Maka tidak heran, karya-karya Candafa Tekat Tiga Dara sering ikut serta dalam pameran yang diadakan pemerintah daerah hingga swasta. Sehingga pasarnya lebih luas, pembelinya juga bukan hanya dari Riau, tetapi Sumatera Utara (Sumut), Kalimantan, Jakarta, bahkan ke luar negeri Malaysia.
Untuk harga produk souvenir, mulai dari Rp 10 ribu hingga ratusan ribu rupiah. Sedangkan untuk kaiin batik dihargai dari Rp 350 ribu hingga Rp 1 juta, tergantung jenis kain dan motifnya. Sedangkan untuk hiasan dinding tekat atau sulaman, bisa dibanderol hingga jutaan rupiah.
Pencapaian saat ini, bagi Syarifah tidak terlepas dari dukungan banyak pihak. Selain pemerintah daerah, dukungan Bank Rakyat Indonesia (BRI) RO Pekanbaru turut andil membuat Candafa Tekat Tiga Dara naik kelas.
Karena ibu tiga anak ini pernah terbentur masalah permodalan, terutama untuk membeli bahan yang akan dibutuhkan untuk membuat tenun dan batik. Kemudian Syarifah memberanikan diri untuk mengajukan Kredit Usaha Rakyat (KUR) pinjaman ke Bank Rakyat Indonesia (BRI) Regional Office Pekanbaru.

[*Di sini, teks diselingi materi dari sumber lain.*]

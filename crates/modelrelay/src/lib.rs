pub mod billing;
pub mod http;
pub mod json;
pub mod llm;
pub mod parse;
pub mod proxy;
pub mod serdes;
pub mod store;
pub mod telemetry;

pub use serdes::*;
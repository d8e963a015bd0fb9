use relay_core::prelude::*;

use super::Mode;
use crate::store::Channel;

#[derive(Debug, Clone)]
pub struct Provider {
	pub base_url: Strng,
	pub key: Strng,
	/// API surface version; a handful of models are only on `v1`.
	pub version: Strng,
}

impl super::provider::ProviderName for Provider {
	const NAME: Strng = strng::literal!("gcp.gemini");
}

pub const DEFAULT_BASE_URL: &str = "https://generativelanguage.googleapis.com";

impl Provider {
	pub fn new(channel: &Channel) -> Provider {
		Provider {
			base_url: channel
				.base_url
				.clone()
				.unwrap_or_else(|| strng::literal!(DEFAULT_BASE_URL)),
			key: channel.key.clone(),
			version: strng::literal!("v1beta"),
		}
	}

	pub fn path_for(&self, mode: Mode, model: &str, streaming: bool) -> Option<String> {
		match mode {
			Mode::ChatCompletions | Mode::Anthropic | Mode::Gemini | Mode::Completions => {
				let op = if streaming {
					"streamGenerateContent?alt=sse"
				} else {
					"generateContent"
				};
				Some(format!("/{}/models/{model}:{op}", self.version))
			},
			Mode::Embeddings => Some(format!("/{}/models/{model}:batchEmbedContents", self.version)),
			_ => None,
		}
	}
}

#[cfg(test)]
mod tests {
	use super::*;
	use crate::store::ProviderKind;

	#[test]
	fn stream_switches_operation() {
		let p = Provider::new(&Channel {
			id: 1,
			name: strng::literal!("gem"),
			provider: ProviderKind::Gemini,
			base_url: None,
			key: strng::literal!("k"),
			supported_modes: vec![],
			supported_models: vec![],
			priority: 0,
		});
		assert_eq!(
			p.path_for(Mode::Gemini, "gemini-2.5-pro", false).unwrap(),
			"/v1beta/models/gemini-2.5-pro:generateContent"
		);
		assert_eq!(
			p.path_for(Mode::Gemini, "gemini-2.5-pro", true).unwrap(),
			"/v1beta/models/gemini-2.5-pro:streamGenerateContent?alt=sse"
		);
	}
}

"Kita pernah pinjam KUR BRI sebesar Rp 25 juta, untuk dipakai membeli bahan kain. Alhamdulillah pinjamannya tidak dipersulit," sebutnya.

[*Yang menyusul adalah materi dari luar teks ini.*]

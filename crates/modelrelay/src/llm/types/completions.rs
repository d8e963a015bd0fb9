//! OpenAI Chat Completions wire format. This dialect doubles as the
//! gateway's internal pivot: every other chat dialect translates to or from
//! these types.

use serde::{Deserialize, Serialize};
use serde_json::Value;

use crate::billing;

pub const OBJECT_COMPLETION: &str = "chat.completion";
pub const OBJECT_CHUNK: &str = "chat.completion.chunk";

#[derive(Copy, Clone, Debug, Serialize, Deserialize, PartialEq, Eq, Default)]
#[serde(rename_all = "snake_case")]
pub enum Role {
	System,
	Developer,
	#[default]
	User,
	Assistant,
	Tool,
}

#[derive(Debug, Deserialize, Clone, Serialize)]
#[serde(untagged)]
pub enum MessageContent {
	Text(String),
	Parts(Vec<ContentPart>),
}

impl MessageContent {
	/// All textual content, parts joined with newlines.
	pub fn text(&self) -> String {
		match self {
			MessageContent::Text(t) => t.clone(),
			MessageContent::Parts(parts) => parts
				.iter()
				.filter_map(|p| match p {
					ContentPart::Text { text } => Some(text.as_str()),
					_ => None,
				})
				.collect::<Vec<_>>()
				.join("\n"),
		}
	}

	pub fn image_urls(&self) -> Vec<&str> {
		match self {
			MessageContent::Text(_) => Vec::new(),
			MessageContent::Parts(parts) => parts
				.iter()
				.filter_map(|p| match p {
					ContentPart::ImageUrl { image_url } => Some(image_url.url.as_str()),
					_ => None,
				})
				.collect(),
		}
	}
}

impl From<String> for MessageContent {
	fn from(t: String) -> Self {
		MessageContent::Text(t)
	}
}

#[derive(Debug, Deserialize, Clone, Serialize)]
#[serde(tag = "type", rename_all = "snake_case")]
pub enum ContentPart {
	Text {
		text: String,
	},
	ImageUrl {
		image_url: ImageUrl,
	},
	InputAudio {
		input_audio: Value,
	},
}

#[derive(Debug, Deserialize, Clone, Serialize)]
pub struct ImageUrl {
	pub url: String,
	#[serde(skip_serializing_if = "Option::is_none")]
	pub detail: Option<String>,
}

/// A single chat message. Flat rather than per-role so translators can move
/// fields without re-tagging; validation of which fields belong to which
/// role stays with the upstream provider.
#[derive(Debug, Deserialize, Clone, Serialize, Default)]
pub struct RequestMessage {
	pub role: Role,
	#[serde(skip_serializing_if = "Option::is_none")]
	pub content: Option<MessageContent>,
	#[serde(skip_serializing_if = "Option::is_none")]
	pub name: Option<String>,
	#[serde(default, skip_serializing_if = "Vec::is_empty")]
	pub tool_calls: Vec<ToolCall>,
	#[serde(skip_serializing_if = "Option::is_none")]
	pub tool_call_id: Option<String>,
	#[serde(skip_serializing_if = "Option::is_none")]
	pub reasoning_content: Option<String>,
	/// Opaque provider extras carried across turns (e.g. the Gemini thought
	/// signature).
	#[serde(skip_serializing_if = "Option::is_none")]
	pub extra_content: Option<Value>,
}

#[derive(Debug, Deserialize, Clone, Serialize)]
pub struct ToolCall {
	pub id: String,
	#[serde(rename = "type", default = "function_type")]
	pub kind: String,
	pub function: FunctionCall,
}

fn function_type() -> String {
	"function".to_string()
}

#[derive(Debug, Deserialize, Clone, Serialize)]
pub struct FunctionCall {
	pub name: String,
	/// JSON-encoded arguments object, as a string.
	pub arguments: String,
}

#[derive(Debug, Deserialize, Clone, Serialize)]
pub struct Tool {
	#[serde(rename = "type", default = "function_type")]
	pub kind: String,
	pub function: FunctionDefinition,
}

#[derive(Debug, Deserialize, Clone, Serialize)]
pub struct FunctionDefinition {
	pub name: String,
	#[serde(skip_serializing_if = "Option::is_none")]
	pub description: Option<String>,
	#[serde(skip_serializing_if = "Option::is_none")]
	pub parameters: Option<Value>,
	#[serde(skip_serializing_if = "Option::is_none")]
	pub strict: Option<bool>,
}

#[derive(Debug, Deserialize, Clone, Serialize)]
#[serde(untagged)]
pub enum ToolChoice {
	/// "auto" | "none" | "required"
	Mode(String),
	Named {
		#[serde(rename = "type")]
		kind: String,
		function: FunctionName,
	},
}

#[derive(Debug, Deserialize, Clone, Serialize)]
pub struct FunctionName {
	pub name: String,
}

#[derive(Debug, Deserialize, Clone, Serialize)]
pub struct ResponseFormat {
	#[serde(rename = "type")]
	pub kind: String,
	#[serde(skip_serializing_if = "Option::is_none")]
	pub json_schema: Option<JsonSchemaSpec>,
}

#[derive(Debug, Deserialize, Clone, Serialize)]
pub struct JsonSchemaSpec {
	#[serde(skip_serializing_if = "Option::is_none")]
	pub name: Option<String>,
	#[serde(skip_serializing_if = "Option::is_none")]
	pub schema: Option<Value>,
	#[serde(skip_serializing_if = "Option::is_none")]
	pub strict: Option<bool>,
}

#[derive(Debug, Deserialize, Clone, Serialize, Default)]
pub struct StreamOptions {
	#[serde(default)]
	pub include_usage: bool,
}

/// Claude-shaped reasoning toggle, accepted as an extension on the
/// completions dialect and mapped per provider.
#[derive(Debug, Deserialize, Clone, Serialize, PartialEq, Eq)]
#[serde(tag = "type", rename_all = "snake_case")]
pub enum ThinkingConfig {
	Enabled {
		#[serde(skip_serializing_if = "Option::is_none")]
		budget_tokens: Option<u64>,
	},
	Disabled {},
}

#[derive(Debug, Deserialize, Clone, Serialize, Default)]
pub struct Request {
	#[serde(skip_serializing_if = "Option::is_none")]
	pub model: Option<String>,
	#[serde(default)]
	pub messages: Vec<RequestMessage>,
	#[serde(skip_serializing_if = "Option::is_none")]
	pub tools: Option<Vec<Tool>>,
	#[serde(skip_serializing_if = "Option::is_none")]
	pub tool_choice: Option<ToolChoice>,
	#[serde(skip_serializing_if = "Option::is_none")]
	pub response_format: Option<ResponseFormat>,
	#[serde(skip_serializing_if = "Option::is_none")]
	pub temperature: Option<f64>,
	#[serde(skip_serializing_if = "Option::is_none")]
	pub top_p: Option<f64>,
	#[serde(skip_serializing_if = "Option::is_none")]
	pub max_tokens: Option<u64>,
	#[serde(skip_serializing_if = "Option::is_none")]
	pub max_completion_tokens: Option<u64>,
	#[serde(skip_serializing_if = "Option::is_none")]
	pub stop: Option<Value>,
	#[serde(skip_serializing_if = "Option::is_none")]
	pub stream: Option<bool>,
	#[serde(skip_serializing_if = "Option::is_none")]
	pub stream_options: Option<StreamOptions>,
	#[serde(skip_serializing_if = "Option::is_none")]
	pub user: Option<String>,
	#[serde(skip_serializing_if = "Option::is_none")]
	pub store: Option<bool>,
	#[serde(skip_serializing_if = "Option::is_none")]
	pub thinking: Option<ThinkingConfig>,
	#[serde(skip_serializing_if = "Option::is_none")]
	pub reasoning_effort: Option<String>,
	#[serde(skip_serializing_if = "Option::is_none")]
	pub chat_template_kwargs: Option<Value>,
	#[serde(flatten)]
	pub rest: Value,
}

impl Request {
	pub fn is_stream(&self) -> bool {
		self.stream.unwrap_or_default()
	}

	/// Effective output-token cap; `max_completion_tokens` wins over the
	/// deprecated `max_tokens`.
	pub fn output_cap(&self) -> Option<u64> {
		self.max_completion_tokens.or(self.max_tokens)
	}
}

#[derive(Debug, Deserialize, Clone, Serialize, Default)]
pub struct PromptTokensDetails {
	#[serde(default)]
	pub cached_tokens: u64,
	#[serde(default, skip_serializing_if = "crate::serdes::is_default")]
	pub audio_tokens: u64,
}

#[derive(Debug, Deserialize, Clone, Serialize, Default)]
pub struct CompletionTokensDetails {
	#[serde(default)]
	pub reasoning_tokens: u64,
}

#[derive(Debug, Deserialize, Clone, Serialize, Default)]
pub struct Usage {
	#[serde(default)]
	pub prompt_tokens: u64,
	#[serde(default)]
	pub completion_tokens: u64,
	#[serde(default)]
	pub total_tokens: u64,
	#[serde(skip_serializing_if = "Option::is_none")]
	pub prompt_tokens_details: Option<PromptTokensDetails>,
	#[serde(skip_serializing_if = "Option::is_none")]
	pub completion_tokens_details: Option<CompletionTokensDetails>,
}

impl Usage {
	pub fn to_billing(&self) -> billing::Usage {
		billing::Usage {
			input_tokens: self.prompt_tokens,
			output_tokens: self.completion_tokens,
			total_tokens: self.total_tokens,
			cached_tokens: self
				.prompt_tokens_details
				.as_ref()
				.map(|d| d.cached_tokens)
				.unwrap_or_default(),
			reasoning_tokens: self
				.completion_tokens_details
				.as_ref()
				.map(|d| d.reasoning_tokens)
				.unwrap_or_default(),
			..Default::default()
		}
	}

	pub fn from_billing(u: &billing::Usage) -> Usage {
		Usage {
			prompt_tokens: u.input_tokens,
			completion_tokens: u.output_tokens,
			total_tokens: u.total_tokens,
			prompt_tokens_details: (u.cached_tokens > 0).then(|| PromptTokensDetails {
				cached_tokens: u.cached_tokens,
				audio_tokens: 0,
			}),
			completion_tokens_details: (u.reasoning_tokens > 0).then(|| CompletionTokensDetails {
				reasoning_tokens: u.reasoning_tokens,
			}),
		}
	}
}

#[derive(Copy, Clone, Debug, Serialize, Deserialize, PartialEq, Eq)]
#[serde(rename_all = "snake_case")]
pub enum FinishReason {
	Stop,
	Length,
	ToolCalls,
	ContentFilter,
}

#[derive(Debug, Deserialize, Clone, Serialize, Default)]
pub struct ResponseMessage {
	#[serde(default)]
	pub role: Role,
	#[serde(skip_serializing_if = "Option::is_none")]
	pub content: Option<MessageContent>,
	#[serde(skip_serializing_if = "Option::is_none")]
	pub reasoning_content: Option<String>,
	#[serde(skip_serializing_if = "Option::is_none")]
	pub signature: Option<String>,
	#[serde(default, skip_serializing_if = "Vec::is_empty")]
	pub tool_calls: Vec<ToolCall>,
}

#[derive(Debug, Deserialize, Clone, Serialize)]
pub struct Choice {
	pub index: u32,
	pub message: ResponseMessage,
	#[serde(skip_serializing_if = "Option::is_none")]
	pub finish_reason: Option<FinishReason>,
}

#[derive(Debug, Deserialize, Clone, Serialize)]
pub struct Response {
	pub id: String,
	pub object: String,
	pub created: i64,
	pub model: String,
	pub choices: Vec<Choice>,
	#[serde(skip_serializing_if = "Option::is_none")]
	pub usage: Option<Usage>,
	#[serde(flatten)]
	pub rest: Value,
}

#[derive(Debug, Deserialize, Clone, Serialize, Default)]
pub struct DeltaToolCall {
	pub index: u32,
	#[serde(skip_serializing_if = "Option::is_none")]
	pub id: Option<String>,
	#[serde(rename = "type", skip_serializing_if = "Option::is_none")]
	pub kind: Option<String>,
	pub function: DeltaFunction,
}

#[derive(Debug, Deserialize, Clone, Serialize, Default)]
pub struct DeltaFunction {
	#[serde(skip_serializing_if = "Option::is_none")]
	pub name: Option<String>,
	#[serde(skip_serializing_if = "Option::is_none")]
	pub arguments: Option<String>,
}

#[derive(Debug, Deserialize, Clone, Serialize, Default)]
pub struct Delta {
	#[serde(skip_serializing_if = "Option::is_none")]
	pub role: Option<Role>,
	#[serde(skip_serializing_if = "Option::is_none")]
	pub content: Option<String>,
	#[serde(skip_serializing_if = "Option::is_none")]
	pub reasoning_content: Option<String>,
	#[serde(skip_serializing_if = "Option::is_none")]
	pub signature: Option<String>,
	#[serde(default, skip_serializing_if = "Vec::is_empty")]
	pub tool_calls: Vec<DeltaToolCall>,
}

#[derive(Debug, Deserialize, Clone, Serialize)]
pub struct StreamChoice {
	pub index: u32,
	pub delta: Delta,
	#[serde(skip_serializing_if = "Option::is_none")]
	pub finish_reason: Option<FinishReason>,
}

#[derive(Debug, Deserialize, Clone, Serialize)]
pub struct StreamResponse {
	pub id: String,
	pub object: String,
	pub created: i64,
	pub model: String,
	#[serde(default)]
	pub choices: Vec<StreamChoice>,
	#[serde(skip_serializing_if = "Option::is_none")]
	pub usage: Option<Usage>,
}

impl StreamResponse {
	pub fn new(id: &str, model: &str, created: i64) -> StreamResponse {
		StreamResponse {
			id: id.to_string(),
			object: OBJECT_CHUNK.to_string(),
			created,
			model: model.to_string(),
			choices: Vec::new(),
			usage: None,
		}
	}
}

#[derive(Debug, Deserialize, Clone, Serialize)]
pub struct ErrorResponse {
	pub error: ErrorDetail,
}

#[derive(Debug, Deserialize, Clone, Serialize)]
pub struct ErrorDetail {
	pub message: String,
	#[serde(rename = "type")]
	pub kind: String,
	#[serde(skip_serializing_if = "Option::is_none")]
	pub param: Option<String>,
	#[serde(skip_serializing_if = "Option::is_none")]
	pub code: Option<Value>,
}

Selain KUR, BRI juga memfasilitasi Tekat Tiga untuk mengikuti pelatihan-pelatihan. Serta memberikan peralatan penunjang transksi digital QRIS (Quick Response Code Indonesian Standard).

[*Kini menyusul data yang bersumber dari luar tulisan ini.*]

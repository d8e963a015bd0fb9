//! Inline-image resolution for multimodal requests. Remote images are
//! fetched up front (bounded concurrency, request-scoped cancellation via
//! the caller dropping the future) so translation itself stays pure.

use std::collections::HashMap;
use std::sync::Arc;

use base64::Engine;
use base64::engine::general_purpose::STANDARD as BASE64;
use relay_core::prelude::*;
use tokio::sync::Semaphore;
use tokio::task::JoinSet;

use super::AIError;
use super::types::gemini::Blob;

/// Hard cap on image parts per request.
pub const MAX_IMAGES: usize = 16;
/// In-flight fetch bound.
const CONCURRENT_FETCHES: usize = 3;

pub type ImageSet = HashMap<String, Blob>;

/// Decode a `data:` URI into its mime type and base64 payload.
pub fn decode_data_uri(url: &str) -> Option<Blob> {
	let rest = url.strip_prefix("data:")?;
	let (meta, data) = rest.split_once(',')?;
	let mime_type = meta
		.strip_suffix(";base64")
		.unwrap_or(meta)
		.split(';')
		.next()
		.filter(|m| !m.is_empty())
		.unwrap_or("image/png")
		.to_string();
	Some(Blob {
		mime_type,
		data: data.to_string(),
	})
}

/// Resolve one image reference against the prefetched set. `data:` URIs are
/// decoded inline; anything else must have been fetched already.
pub fn resolve(url: &str, images: &ImageSet) -> Result<Blob, AIError> {
	if url.starts_with("data:") {
		return decode_data_uri(url).ok_or_else(|| AIError::ImageFetch(format!("bad data uri: {url}")));
	}
	images
		.get(url)
		.cloned()
		.ok_or_else(|| AIError::ImageFetch(format!("image not prefetched: {url}")))
}

/// Fetch every remote image referenced by a request. At most
/// [`CONCURRENT_FETCHES`] downloads run at once; the first failure fails the
/// whole request. Dropping the returned future cancels in-flight fetches.
pub async fn load_images(
	client: &reqwest::Client,
	urls: Vec<String>,
) -> Result<ImageSet, AIError> {
	if urls.len() > MAX_IMAGES {
		return Err(AIError::TooManyImages(MAX_IMAGES));
	}
	let mut set = ImageSet::new();
	let mut seen = std::collections::HashSet::new();
	let semaphore = Arc::new(Semaphore::new(CONCURRENT_FETCHES));
	let mut tasks: JoinSet<Result<(String, Blob), AIError>> = JoinSet::new();
	for url in urls {
		if url.starts_with("data:") {
			continue;
		}
		if !seen.insert(url.clone()) {
			continue;
		}
		let client = client.clone();
		let semaphore = semaphore.clone();
		tasks.spawn(async move {
			let _permit = semaphore
				.acquire_owned()
				.await
				.map_err(|e| AIError::Internal(e.to_string()))?;
			let resp = client
				.get(&url)
				.send()
				.await
				.map_err(|e| AIError::ImageFetch(e.to_string()))?;
			if !resp.status().is_success() {
				return Err(AIError::ImageFetch(format!(
					"{url}: upstream returned {}",
					resp.status()
				)));
			}
			let mime_type = resp
				.headers()
				.get(::http::header::CONTENT_TYPE)
				.and_then(|v| v.to_str().ok())
				.unwrap_or("image/png")
				.split(';')
				.next()
				.unwrap_or("image/png")
				.to_string();
			let bytes = resp
				.bytes()
				.await
				.map_err(|e| AIError::ImageFetch(e.to_string()))?;
			Ok((
				url,
				Blob {
					mime_type,
					data: BASE64.encode(&bytes),
				},
			))
		});
	}
	while let Some(joined) = tasks.join_next().await {
		let (url, blob) = joined.map_err(|e| AIError::Internal(e.to_string()))??;
		set.insert(url, blob);
	}
	Ok(set)
}

#[cfg(test)]
mod tests {
	use super::*;

	#[test]
	fn data_uri_decodes_mime_and_payload() {
		let blob = decode_data_uri("data:image/jpeg;base64,aGVsbG8=").unwrap();
		assert_eq!(blob.mime_type, "image/jpeg");
		assert_eq!(blob.data, "aGVsbG8=");
	}

	#[test]
	fn data_uri_defaults_mime() {
		let blob = decode_data_uri("data:;base64,aGVsbG8=").unwrap();
		assert_eq!(blob.mime_type, "image/png");
	}

	#[tokio::test]
	async fn too_many_images_rejected() {
		let client = reqwest::Client::new();
		let urls = (0..MAX_IMAGES + 1)
			.map(|i| format!("https://example.com/{i}.png"))
			.collect();
		let err = load_images(&client, urls).await.unwrap_err();
		assert!(matches!(err, AIError::TooManyImages(_)));
	}
}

"BRI sudah banyak bantu kami. Difasilitasi pelatihan, diberi mesin tenun serta pembiayaan dana KUR. Semua ini tentu sangat berarti bagi kami, karena dapat meningkatkan jumlah produksi maupun untuk memperluas pemasaran," sebut Syarifah.
Ia berharap BRI juga bisa membantu untuk menggaet generasi muda Riau agar mau terlibat melestarikan wastra nusantara atau kain tradisional Riau. Apalagi fesyen saat ini juga banyak memadukan tradisional dengan modern.
Sementara itu, Pimpinan Cabang BRI Lancang Kuning, Filipus Evan Adinda, mengatakan UMKM Tekat Tiga Dara termasuk binaan yang sukses naik kelas. Apalagi bisa terus berkembang berkat dukungan pembiayaan dan pelatihan yang disediakan BRI.
"Kami punya berbagai program dan penghargaan bagi UMKM yang berhasil berkembang. Bukan itu saja, BRI juga mendukung mereka untuk berpartisipasi dalam pameran dan berbagai inisiatif lainnya," sebut Filipus Evan.
Pihaknya berkomitmen untuk terus membantu UMKM di Riau, khususnya Kota Pekanbaru agar bisa mengembangkan usaha dengan memanfaatkan berbagai fasilitas dan bantuan yang tersedia. BRI tidak hanya memberikan pembiayaan, tetapi juga dukungan untuk meningkatkan kualitas produk, memperluas pemasaran, dan pengembangan usaha lebih luas lagi.